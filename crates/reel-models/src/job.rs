//! Generation job models.
//!
//! A job tracks one unit of externally-hosted background work (video or
//! image generation, or the final compose). Its `status` is the local
//! lifecycle, distinct from whatever state enum the provider reports.

use chrono::{DateTime, Utc};
use serde::{Deserialize, Serialize};
use std::fmt;
use uuid::Uuid;

use crate::project::ProjectId;

/// Unique identifier for a job.
#[derive(Debug, Clone, PartialEq, Eq, Hash, Serialize, Deserialize)]
#[serde(transparent)]
pub struct JobId(pub String);

impl JobId {
    /// Generate a new random job ID.
    pub fn new() -> Self {
        Self(Uuid::new_v4().to_string())
    }

    /// Create from an existing string.
    pub fn from_string(s: impl Into<String>) -> Self {
        Self(s.into())
    }

    /// Get the inner string.
    pub fn as_str(&self) -> &str {
        &self.0
    }
}

impl Default for JobId {
    fn default() -> Self {
        Self::new()
    }
}

impl fmt::Display for JobId {
    fn fmt(&self, f: &mut fmt::Formatter<'_>) -> fmt::Result {
        write!(f, "{}", self.0)
    }
}

impl From<String> for JobId {
    fn from(s: String) -> Self {
        Self(s)
    }
}

impl From<&str> for JobId {
    fn from(s: &str) -> Self {
        Self(s.to_string())
    }
}

/// Opaque run reference handed out by the generation provider.
///
/// Absence on a job means "not yet submitted". This is the only key a
/// webhook delivery carries.
#[derive(Debug, Clone, PartialEq, Eq, Hash, Serialize, Deserialize)]
#[serde(transparent)]
pub struct RunRef(pub String);

impl RunRef {
    pub fn from_string(s: impl Into<String>) -> Self {
        Self(s.into())
    }

    pub fn as_str(&self) -> &str {
        &self.0
    }
}

impl fmt::Display for RunRef {
    fn fmt(&self, f: &mut fmt::Formatter<'_>) -> fmt::Result {
        write!(f, "{}", self.0)
    }
}

impl From<String> for RunRef {
    fn from(s: String) -> Self {
        Self(s)
    }
}

impl From<&str> for RunRef {
    fn from(s: &str) -> Self {
        Self(s.to_string())
    }
}

/// Kind of work a job performs.
#[derive(Debug, Clone, Copy, PartialEq, Eq, Hash, Serialize, Deserialize)]
pub enum JobKind {
    #[serde(rename = "video-gen")]
    VideoGen,
    #[serde(rename = "image-gen")]
    ImageGen,
    #[serde(rename = "compose")]
    Compose,
}

impl JobKind {
    pub fn as_str(&self) -> &'static str {
        match self {
            JobKind::VideoGen => "video-gen",
            JobKind::ImageGen => "image-gen",
            JobKind::Compose => "compose",
        }
    }
}

impl fmt::Display for JobKind {
    fn fmt(&self, f: &mut fmt::Formatter<'_>) -> fmt::Result {
        write!(f, "{}", self.as_str())
    }
}

/// Local job status.
#[derive(Debug, Clone, Copy, PartialEq, Eq, Hash, Serialize, Deserialize, Default)]
#[serde(rename_all = "snake_case")]
pub enum JobStatus {
    /// Created but not yet submitted to the provider
    #[default]
    Queued,
    /// Submitted, awaiting a completion signal
    Running,
    /// Provider reported success and outputs were recorded
    Success,
    /// Failed (may still be retried via a fresh submission)
    Error,
}

impl JobStatus {
    pub fn as_str(&self) -> &'static str {
        match self {
            JobStatus::Queued => "queued",
            JobStatus::Running => "running",
            JobStatus::Success => "success",
            JobStatus::Error => "error",
        }
    }

    /// Check if this is a terminal state (must never be mutated again).
    pub fn is_terminal(&self) -> bool {
        matches!(self, JobStatus::Success | JobStatus::Error)
    }

    /// Check if this counts toward in-flight progress.
    pub fn is_active(&self) -> bool {
        matches!(self, JobStatus::Queued | JobStatus::Running)
    }
}

impl fmt::Display for JobStatus {
    fn fmt(&self, f: &mut fmt::Formatter<'_>) -> fmt::Result {
        write!(f, "{}", self.as_str())
    }
}

/// A background work item owned by a project.
#[derive(Debug, Clone, Serialize, Deserialize)]
#[serde(rename_all = "camelCase")]
pub struct Job {
    pub id: JobId,

    pub project_id: ProjectId,

    pub kind: JobKind,

    #[serde(default)]
    pub status: JobStatus,

    /// Provider run reference; `None` means not yet submitted.
    #[serde(skip_serializing_if = "Option::is_none")]
    pub run_ref: Option<RunRef>,

    /// Durable output URLs, set on success.
    #[serde(default)]
    pub output_urls: Vec<String>,

    #[serde(skip_serializing_if = "Option::is_none")]
    pub cost: Option<f64>,

    #[serde(skip_serializing_if = "Option::is_none")]
    pub duration_ms: Option<i64>,

    #[serde(skip_serializing_if = "Option::is_none")]
    pub error_message: Option<String>,

    /// Number of (re)submission/failure cycles consumed so far.
    #[serde(default)]
    pub retries: u32,

    /// Fingerprint of the last applied failure signal, used to tell a
    /// replayed failure delivery apart from some other late signal.
    #[serde(skip_serializing_if = "Option::is_none")]
    pub last_failure_ref: Option<String>,

    pub created_at: DateTime<Utc>,
    pub updated_at: DateTime<Utc>,
}

impl Job {
    /// Create a new queued video-generation job.
    pub fn new_video_gen(project_id: ProjectId) -> Self {
        Self::new(project_id, JobKind::VideoGen)
    }

    /// Create a new queued image-generation job.
    pub fn new_image_gen(project_id: ProjectId) -> Self {
        Self::new(project_id, JobKind::ImageGen)
    }

    /// Create a new queued compose job.
    pub fn new_compose(project_id: ProjectId) -> Self {
        Self::new(project_id, JobKind::Compose)
    }

    fn new(project_id: ProjectId, kind: JobKind) -> Self {
        let now = Utc::now();
        Self {
            id: JobId::new(),
            project_id,
            kind,
            status: JobStatus::Queued,
            run_ref: None,
            output_urls: Vec::new(),
            cost: None,
            duration_ms: None,
            error_message: None,
            retries: 0,
            last_failure_ref: None,
            created_at: now,
            updated_at: now,
        }
    }

    /// Create a fresh job continuing a failed predecessor's retry chain.
    ///
    /// A job whose provider run failed is never resubmitted under the same
    /// run; a replacement job takes over, carrying the chain's consumed
    /// retry count so the cap stays bounded across replacements.
    pub fn replacement_for(failed: &Job) -> Self {
        let mut job = Self::new(failed.project_id.clone(), failed.kind);
        job.retries = failed.retries;
        job
    }

    /// Record a successful provider submission.
    pub fn start(&mut self, run_ref: RunRef) {
        self.run_ref = Some(run_ref);
        self.status = JobStatus::Running;
        self.updated_at = Utc::now();
    }

    /// Record terminal success with outputs.
    pub fn succeed(&mut self, output_urls: Vec<String>, cost: Option<f64>, duration_ms: Option<i64>) {
        self.status = JobStatus::Success;
        self.output_urls = output_urls;
        self.cost = cost;
        self.duration_ms = duration_ms;
        self.updated_at = Utc::now();
    }

    /// Record a failure cycle: bump `retries` and remember the error.
    ///
    /// The job stays eligible for a fresh submission until the caller's
    /// retry cap says otherwise.
    pub fn fail(&mut self, error: impl Into<String>) {
        self.status = JobStatus::Error;
        self.error_message = Some(error.into());
        self.retries += 1;
        self.updated_at = Utc::now();
    }

    /// Check if no further mutation is allowed.
    pub fn is_terminal(&self) -> bool {
        self.status.is_terminal()
    }

    /// Check whether the job may be (re)submitted under the given cap.
    pub fn can_retry(&self, cap: u32) -> bool {
        self.retries < cap
    }

    /// Check whether a running job has outlived `stale_after` without a
    /// terminal signal and should be force-failed.
    pub fn is_stale(&self, stale_after: chrono::Duration) -> bool {
        if self.is_terminal() || self.run_ref.is_none() {
            return false;
        }
        Utc::now() - self.updated_at > stale_after
    }
}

---

> [Task] The result should be every line of the material that contains the word "models", so copy those lines.

> [Output for this exercise]
filename crates/reel-models/src/job.rs
//! Generation job models.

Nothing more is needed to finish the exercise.